ABOUT THIS TASK:
Lines from the one containing "(reported with a" through the end of the material below should be given again exactly, with no others.

DATA SUPPLIED:
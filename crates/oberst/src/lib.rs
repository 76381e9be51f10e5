// Allow unwrap in tests
#![cfg_attr(test, allow(clippy::unwrap_used))]

//! # Oberst compiler front end
//!
//! Turns program source text organized into named modules into a fully
//! resolved, type-checked code model that back ends can traverse without
//! redoing name resolution or type inference.
//!
//! This crate is a facade that re-exports functionality from:
//! - `oberst-ast` - foundation types, diagnostics, and the code model
//! - `oberst-resolve` - module graph, resolution, checking, validation
//!
//! ## Architecture
//!
//! ```text
//! oberst-ast      - AST + foundation types
//!     |
//! oberst-resolve  - declaration pass, type resolver, checker, validator
//!     |
//! oberst (facade) - re-exports + the Project host API
//! ```
//!
//! The concrete lexer and parser are external collaborators: the host
//! supplies a [`UnitParser`] that turns source bytes into unresolved
//! [`RawUnit`](oberst_ast::ast::RawUnit)s, and the front end does the rest.
//!
//! ## Usage
//!
//! ```rust,ignore
//! use oberst::{ModPath, Project};
//!
//! let mut project = Project::new(Box::new(MyParser::new()));
//! project.add_file(ModPath::parse("Main"), source)?;
//! let ok = project.parse_files(&[ModPath::parse("Main")]);
//! for diag in project.diagnostics() {
//!     eprintln!("{}", diag);
//! }
//! ```

// Re-export AST and foundation types
pub use oberst_ast::{self as ast, *};

// Re-export resolution
pub use oberst_resolve as resolve;
pub use oberst_resolve::{CancelFlag, Universe};

pub mod project;

pub use project::{Project, ProjectError, UnitParser};

/// Front-end version
pub const VERSION: &str = env!("CARGO_PKG_VERSION");
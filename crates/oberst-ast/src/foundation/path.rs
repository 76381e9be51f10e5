//! Module path representation.
//!
//! Modules are addressed by dotted paths such as `Lib.Util` or `Math`.
//! The front end uses [`ModPath`] as the key of the source registry, the
//! target of import clauses, and the identity of compiled modules.

use serde::{Deserialize, Serialize};
use std::fmt;

/// A dotted, hierarchical module path.
///
/// Paths are immutable and support efficient comparison and hashing, so
/// they can serve as map keys in the source registry and the module graph.
#[derive(Debug, Clone, PartialEq, Eq, Hash, PartialOrd, Ord, Serialize, Deserialize)]
pub struct ModPath {
    segments: Vec<String>,
}

impl ModPath {
    /// Create a path from segments.
    pub fn new(segments: Vec<String>) -> Self {
        Self { segments }
    }

    /// Parse a path from a dot-separated string.
    pub fn parse(s: &str) -> Self {
        Self {
            segments: s.split('.').map(String::from).collect(),
        }
    }

    /// The path segments.
    pub fn segments(&self) -> &[String] {
        &self.segments
    }

    /// Number of segments.
    pub fn len(&self) -> usize {
        self.segments.len()
    }

    /// Whether the path has no segments.
    pub fn is_empty(&self) -> bool {
        self.segments.is_empty()
    }

    /// The last segment: the plain module name.
    pub fn name(&self) -> &str {
        self.segments.last().map(String::as_str).unwrap_or("")
    }
}

impl fmt::Display for ModPath {
    fn fmt(&self, f: &mut fmt::Formatter<'_>) -> fmt::Result {
        write!(f, "{}", self.segments.join("."))
    }
}

impl From<&str> for ModPath {
    fn from(s: &str) -> Self {
        Self::parse(s)
    }
}

impl From<String> for ModPath {
    fn from(s: String) -> Self {
        Self::parse(&s)
    }
}

#[cfg(test)]
mod tests {
    use super::*;

    #[test]
    fn test_parse_and_display() {
        let path = ModPath::parse("Lib.Util");
        assert_eq!(path.segments(), &["Lib", "Util"]);
        assert_eq!(path.len(), 2);
        assert_eq!(path.to_string(), "Lib.Util");
    }

    #[test]
    fn test_name_is_last_segment() {
        assert_eq!(ModPath::parse("Lib.Util").name(), "Util");
        assert_eq!(ModPath::parse("Math").name(), "Math");
    }
}
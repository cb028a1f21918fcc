//! Comparison against recorded reference traces
//!
//! Reference values are printed with 15 significant digits, so the tolerance
//! for a value scales with its magnitude: `10^-(15 - d)` where `d` is the
//! number of digits before the decimal point, and `1e-15` below one.

use std::error::Error;
use std::fmt;

/// Significant digits of a recorded reference value
const SIGNIFICANT_DIGITS: i32 = 15;

/// Absolute tolerance for comparing against the recorded value `expected`
pub fn reference_tolerance(expected: f64) -> f64 {
    let magnitude = expected.abs();
    if magnitude < 1.0 {
        return 10f64.powi(-SIGNIFICANT_DIGITS);
    }
    let digits = magnitude.log10().floor() as i32 + 1;
    10f64.powi(digits - SIGNIFICANT_DIGITS)
}

/// A computed value outside the tolerance of its reference
#[derive(Debug, Clone, Copy, PartialEq)]
pub struct ReferenceMismatch {
    /// Position in the trace
    pub index: usize,
    pub expected: f64,
    pub actual: f64,
    pub tolerance: f64,
}

impl fmt::Display for ReferenceMismatch {
    fn fmt(&self, f: &mut fmt::Formatter<'_>) -> fmt::Result {
        write!(
            f,
            "Reference mismatch at index {}: expected {:.15e}, got {:.15e} (off by {:.3e}, tolerance {:.1e})",
            self.index,
            self.expected,
            self.actual,
            (self.actual - self.expected).abs(),
            self.tolerance
        )
    }
}

impl Error for ReferenceMismatch {}

/// Compare `actual` against `expected` element by element.
///
/// `tolerance` maps each expected value to its allowed absolute deviation;
/// pass [`reference_tolerance`] for the recorded-digit rule. Extra trailing
/// values in `actual` are ignored.
///
/// # Errors
/// The first element outside tolerance, or the first missing element
/// (reported with a NaN `actual`).
pub fn compare_trace<F>(expected: &[f64], actual: &[f64], tolerance: F) -> Result<(), ReferenceMismatch>
where
    F: Fn(f64) -> f64,
{
    for (index, &reference) in expected.iter().enumerate() {
        let allowed = tolerance(reference);
        let value = actual.get(index).copied().unwrap_or(f64::NAN);
        // NaN compares false, so it lands outside tolerance
        let within = (value - reference).abs() <= allowed;
        if !within {
            return Err(ReferenceMismatch {
                index,
                expected: reference,
                actual: value,
                tolerance: allowed,
            });
        }
    }
    Ok(())
}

RESPONSE AREA:
/// (reported with a NaN `actual`).
pub fn compare_trace<F>(expected: &[f64], actual: &[f64], tolerance: F) -> Result<(), ReferenceMismatch>
where
    F: Fn(f64) -> f64,
{
    for (index, &reference) in expected.iter().enumerate() {
        let allowed = tolerance(reference);
        let value = actual.get(index).copied().unwrap_or(f64::NAN);
        // NaN compares false, so it lands outside tolerance
        let within = (value - reference).abs() <= allowed;
        if !within {
            return Err(ReferenceMismatch {
                index,
                expected: reference,
                actual: value,
                tolerance: allowed,
            });
        }
    }
    Ok(())
}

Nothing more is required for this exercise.